Celle qui est nommée en Allemagne « La Droste » reste la poétesse la plus célèbre de son pays. Elle a figuré sur des billets de banque et des timbres. Elle demeure en France une inconnue. Annette von Droste-Hülshoff (1797–1848) en dépit de ses créations puissantes est écartée du cercle des romantiques de son temps : Tieck, Jean Paul, Novalis. Celan et Johannes Bobrowski ont défendu néanmoins son œuvre à la langue âpre, rêche, dense et qui ne se compromet jamais avec le romantisme classique.
L’œuvre est marquée par une liberté audacieuse qui fait place à une désolation transmise de manière insidieuse par des visions étonnantes qui flirtent avec une vie a priori idyllique mais qui ne l’est pas.

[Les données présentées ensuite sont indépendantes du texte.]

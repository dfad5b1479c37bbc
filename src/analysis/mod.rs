//! 遥测分析模块
//!
//! 纯计算逻辑，不访问数据库：
//! - 智能眼镜日统计（头部倾斜、光照过低、光照过高的持续时间）

pub mod posture_stats;

// 重新导出常用结构体和函数
pub use posture_stats::*;
//! 工具函数模块
//!
//! 提供各类通用工具函数，包括：
//! - 输入验证
//! - 时间字符串解析
//! - 密码哈希

pub mod password;
pub mod time_parser;
pub mod validation;

// 重新导出常用函数
pub use password::*;
pub use time_parser::*;
pub use validation::*;
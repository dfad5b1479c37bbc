// 存储模块 - 统一的数据库抽象层

// 子模块
pub mod config;
pub mod database;
pub mod models;
pub mod repository;

// 重新导出主要类型
pub use config::DatabaseConfig;
pub use database::Database;
pub use models::*;
pub use repository::{is_unique_violation, DatabaseRepository};

// 重新导出具体实现（可选，用于高级用法）
pub use repository::mariadb::MariaDbRepository;
pub use repository::sqlite::SqliteRepository;
//! 智能眼镜接口

use axum::extract::State;
use axum::http::StatusCode;
use axum::Json;

use super::extract::{AppJson, AppQuery};
use super::{created, ok, ApiResponse};
use crate::analysis::TelemetryStatistics;
use crate::domains::telemetry::{RecordSampleRequest, StatisticsQuery};
use crate::error::AppResult;
use crate::storage::SmartGlassesSample;
use crate::AppState;

pub async fn record_sample(
    State(state): State<AppState>,
    AppJson(req): AppJson<RecordSampleRequest>,
) -> AppResult<(StatusCode, Json<ApiResponse<SmartGlassesSample>>)> {
    let sample = state.telemetry.record_sample(req).await?;
    Ok(created("Data recorded", sample))
}

pub async fn statistics(
    State(state): State<AppState>,
    AppQuery(query): AppQuery<StatisticsQuery>,
) -> AppResult<Json<ApiResponse<TelemetryStatistics>>> {
    let stats = state.telemetry.statistics(query).await?;
    Ok(ok("Statistics computed", stats))
}
// 数据库入口 - 根据配置创建具体的仓库实现

use super::config::DatabaseConfig;
use super::repository::{mariadb::MariaDbRepository, sqlite::SqliteRepository, DatabaseRepository};
use anyhow::Result;
use std::sync::Arc;
use tracing::info;

/// 数据库工厂
pub struct Database;

impl Database {
    /// 按配置连接数据库并初始化表结构
    pub async fn from_config(config: &DatabaseConfig) -> Result<Arc<dyn DatabaseRepository>> {
        info!("连接数据库: {}", config.describe());

        let repo: Arc<dyn DatabaseRepository> = match config {
            DatabaseConfig::SQLite { db_path } => Arc::new(SqliteRepository::new(db_path).await?),
            DatabaseConfig::MariaDB {
                host,
                port,
                database,
                username,
                password,
            } => Arc::new(
                MariaDbRepository::new(host, *port, database, username, password).await?,
            ),
        };

        info!("数据库初始化成功，类型: {}", repo.db_type());
        Ok(repo)
    }
}
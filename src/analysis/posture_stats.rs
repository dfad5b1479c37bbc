//! 智能眼镜日统计
//!
//! 对单个受试者某一天（UTC）的遥测样本做一次扫描，累计三种超限状态的持续时间：
//! - 头部倾斜角度超过阈值
//! - 光照过低
//! - 光照过高
//!
//! 区间在条件首次成立的样本处开启，在条件不再成立的样本处关闭并计入时长。
//! 扫描结束时仍未关闭的区间不计入。

use chrono::{DateTime, Duration, NaiveDate, Utc};
use serde::{Deserialize, Serialize};

use crate::models::TelemetryConfig;
use crate::storage::SmartGlassesSample;

/// 日统计结果（单位：秒）
#[derive(Debug, Clone, Copy, Default, PartialEq, Serialize, Deserialize)]
pub struct TelemetryStatistics {
    pub time_head_tilt_exceeds_threshold: f64,
    pub time_low_signal: f64,
    pub time_high_signal: f64,
}

/// 设备上报的 0 表示未测量
pub fn normalize_reading(value: Option<f64>) -> Option<f64> {
    value.filter(|v| v.is_finite() && *v != 0.0)
}

/// 单个条件的区间检测器
#[derive(Debug)]
struct IntervalDetector {
    start: Option<DateTime<Utc>>,
    total: Duration,
}

impl Default for IntervalDetector {
    fn default() -> Self {
        Self {
            start: None,
            total: Duration::zero(),
        }
    }
}

impl IntervalDetector {
    fn observe(&mut self, active: bool, at: DateTime<Utc>) {
        match (active, self.start) {
            (true, None) => self.start = Some(at),
            (false, Some(start)) => {
                self.total = self.total + (at - start);
                self.start = None;
            }
            _ => {}
        }
    }

    /// 纳秒精度换算为秒
    fn seconds(&self) -> f64 {
        match self.total.num_nanoseconds() {
            Some(ns) => ns as f64 / 1e9,
            None => self.total.num_milliseconds() as f64 / 1e3,
        }
    }
}

/// 计算某天的统计结果
///
/// 输入顺序不作要求，内部先按时间稳定排序；缺少角度或光照值的样本被跳过。
pub fn compute_daily_statistics(
    samples: &[SmartGlassesSample],
    day: NaiveDate,
    config: &TelemetryConfig,
) -> TelemetryStatistics {
    let mut readings: Vec<(DateTime<Utc>, f64, f64)> = samples
        .iter()
        .filter(|s| s.timestamp.date_naive() == day)
        .filter_map(|s| {
            let angle = normalize_reading(s.posture_angle)?;
            let signal = normalize_reading(s.eye_strain)?;
            Some((s.timestamp, angle, signal))
        })
        .collect();

    readings.sort_by_key(|(at, _, _)| *at);

    let mut head_tilt = IntervalDetector::default();
    let mut low_signal = IntervalDetector::default();
    let mut high_signal = IntervalDetector::default();

    for (at, angle, signal) in readings {
        head_tilt.observe(angle > config.posture_angle_threshold, at);
        low_signal.observe(signal < config.low_signal_threshold, at);
        high_signal.observe(signal > config.high_signal_threshold, at);
    }

    TelemetryStatistics {
        time_head_tilt_exceeds_threshold: head_tilt.seconds(),
        time_low_signal: low_signal.seconds(),
        time_high_signal: high_signal.seconds(),
    }
}

#[cfg(test)]
mod tests {
    use super::*;
    use chrono::TimeZone;

    fn sample(at: DateTime<Utc>, angle: f64, signal: f64) -> SmartGlassesSample {
        SmartGlassesSample {
            id: None,
            user_id: 1,
            posture_angle: normalize_reading(Some(angle)),
            eye_strain: normalize_reading(Some(signal)),
            timestamp: at,
        }
    }

    fn t0() -> DateTime<Utc> {
        Utc.with_ymd_and_hms(2024, 12, 1, 8, 0, 0).unwrap()
    }

    fn day() -> NaiveDate {
        NaiveDate::from_ymd_opt(2024, 12, 1).unwrap()
    }

    #[test]
    fn test_head_tilt_interval() {
        let t0 = t0();
        let samples = vec![
            sample(t0, 50.0, 500.0),
            sample(t0 + Duration::seconds(10), 50.0, 500.0),
            sample(t0 + Duration::seconds(15), 10.0, 500.0),
        ];

        let stats = compute_daily_statistics(&samples, day(), &TelemetryConfig::default());
        assert_eq!(stats.time_head_tilt_exceeds_threshold, 15.0);
        assert_eq!(stats.time_low_signal, 0.0);
        assert_eq!(stats.time_high_signal, 0.0);
    }

    #[test]
    fn test_is_idempotent() {
        let t0 = t0();
        let samples = vec![
            sample(t0, 50.0, 50.0),
            sample(t0 + Duration::seconds(30), 20.0, 2000.0),
            sample(t0 + Duration::seconds(40), 20.0, 500.0),
        ];
        let config = TelemetryConfig::default();

        let first = compute_daily_statistics(&samples, day(), &config);
        let second = compute_daily_statistics(&samples, day(), &config);
        assert_eq!(first, second);
        assert_eq!(first.time_head_tilt_exceeds_threshold, 30.0);
        assert_eq!(first.time_low_signal, 30.0);
        assert_eq!(first.time_high_signal, 10.0);
    }

    #[test]
    fn test_zero_angle_sample_is_skipped() {
        let t0 = t0();
        let samples = vec![
            sample(t0, 50.0, 50.0),
            // 角度为 0，三个检测器都不处理，区间不会在这里关闭
            sample(t0 + Duration::seconds(5), 0.0, 500.0),
            sample(t0 + Duration::seconds(20), 10.0, 500.0),
        ];

        let stats = compute_daily_statistics(&samples, day(), &TelemetryConfig::default());
        assert_eq!(stats.time_head_tilt_exceeds_threshold, 20.0);
        assert_eq!(stats.time_low_signal, 20.0);
    }

    #[test]
    fn test_missing_signal_is_skipped() {
        let t0 = t0();
        let mut missing = sample(t0 + Duration::seconds(5), 10.0, 500.0);
        missing.eye_strain = None;
        let samples = vec![
            sample(t0, 50.0, 500.0),
            missing,
            sample(t0 + Duration::seconds(8), 10.0, 500.0),
        ];

        let stats = compute_daily_statistics(&samples, day(), &TelemetryConfig::default());
        assert_eq!(stats.time_head_tilt_exceeds_threshold, 8.0);
    }

    #[test]
    fn test_trailing_open_interval_is_dropped() {
        let t0 = t0();
        let samples = vec![
            sample(t0, 10.0, 50.0),
            sample(t0 + Duration::seconds(10), 10.0, 60.0),
            sample(t0 + Duration::seconds(20), 10.0, 70.0),
        ];

        let stats = compute_daily_statistics(&samples, day(), &TelemetryConfig::default());
        assert_eq!(stats, TelemetryStatistics::default());
    }

    #[test]
    fn test_next_day_sample_is_excluded() {
        let t0 = Utc.with_ymd_and_hms(2024, 12, 1, 23, 59, 50).unwrap();
        let samples = vec![
            sample(t0, 50.0, 500.0),
            // 次日的样本不参与，区间保持未关闭
            sample(Utc.with_ymd_and_hms(2024, 12, 2, 0, 0, 0).unwrap(), 10.0, 500.0),
        ];

        let stats = compute_daily_statistics(&samples, day(), &TelemetryConfig::default());
        assert_eq!(stats.time_head_tilt_exceeds_threshold, 0.0);

        let next = NaiveDate::from_ymd_opt(2024, 12, 2).unwrap();
        let stats = compute_daily_statistics(&samples, next, &TelemetryConfig::default());
        assert_eq!(stats, TelemetryStatistics::default());
    }

    #[test]
    fn test_unsorted_input_is_ordered() {
        let t0 = t0();
        let samples = vec![
            sample(t0 + Duration::seconds(15), 10.0, 500.0),
            sample(t0, 50.0, 500.0),
            sample(t0 + Duration::seconds(10), 50.0, 500.0),
        ];

        let stats = compute_daily_statistics(&samples, day(), &TelemetryConfig::default());
        assert_eq!(stats.time_head_tilt_exceeds_threshold, 15.0);
    }

    #[test]
    fn test_thresholds_from_config() {
        let t0 = t0();
        let samples = vec![
            sample(t0, 30.0, 500.0),
            sample(t0 + Duration::seconds(12), 10.0, 500.0),
        ];
        let config = TelemetryConfig {
            posture_angle_threshold: 25.0,
            ..TelemetryConfig::default()
        };

        let stats = compute_daily_statistics(&samples, day(), &config);
        assert_eq!(stats.time_head_tilt_exceeds_threshold, 12.0);
    }

    #[test]
    fn test_sub_millisecond_precision_is_kept() {
        let t0 = t0() + Duration::nanoseconds(123_456_789);
        let samples = vec![
            sample(t0, 50.0, 500.0),
            sample(t0 + Duration::microseconds(2_500_750), 10.0, 500.0),
        ];

        let stats = compute_daily_statistics(&samples, day(), &TelemetryConfig::default());
        assert!((stats.time_head_tilt_exceeds_threshold - 2.50075).abs() < 1e-9);
    }

    #[test]
    fn test_normalize_reading() {
        assert_eq!(normalize_reading(Some(0.0)), None);
        assert_eq!(normalize_reading(None), None);
        assert_eq!(normalize_reading(Some(f64::NAN)), None);
        assert_eq!(normalize_reading(Some(12.5)), Some(12.5));
    }
}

Existe là une force qui dépasse les cadres des milieux purement intellectuels. Son poème: « Le garçon dans le marais » est connu en Allemagne par des générations d’écolier. De même : « Le Hêtre du Juif », sa prose la plus célèbre, est souvent étudié dans les écoles. Il est repris ici avec un ensemble de ses textes les plus denses et les plus audacieux de l’écrivain. Leur traduction n’est pas simple – et c’est sans doute pourquoi elle est si peu connue en France.
Dans ses textes , les éléments les plus concrets nourrissent un imaginaire dans tous ses états. Ils mettent le feu au rêve comme à la vie intérieure. Une sensibilité tactile anime ici le vivant. La botanique, la minéralogie, la zoologie sont convoquées afin de présenter un monde aussi campagnard que préindustriel et minier. Entre réalité triviale et scènes de spectralité, le monde sort de l’ombre des marais dans une vision parfois gothique. La poétesse demeure étrangement inconnue dans le monde français enclin sans doute – mais à tort – de plus de rationalité.
jean-paul gavard-perret
Annette Droste-Hülshoff, Tableaux de la lande et autres poèmes, traduction de Patrick Suter & Bernard Böschenstein & texte allemand, La Dogana, Genève, 2018, 240 p. — 32,00 CHF.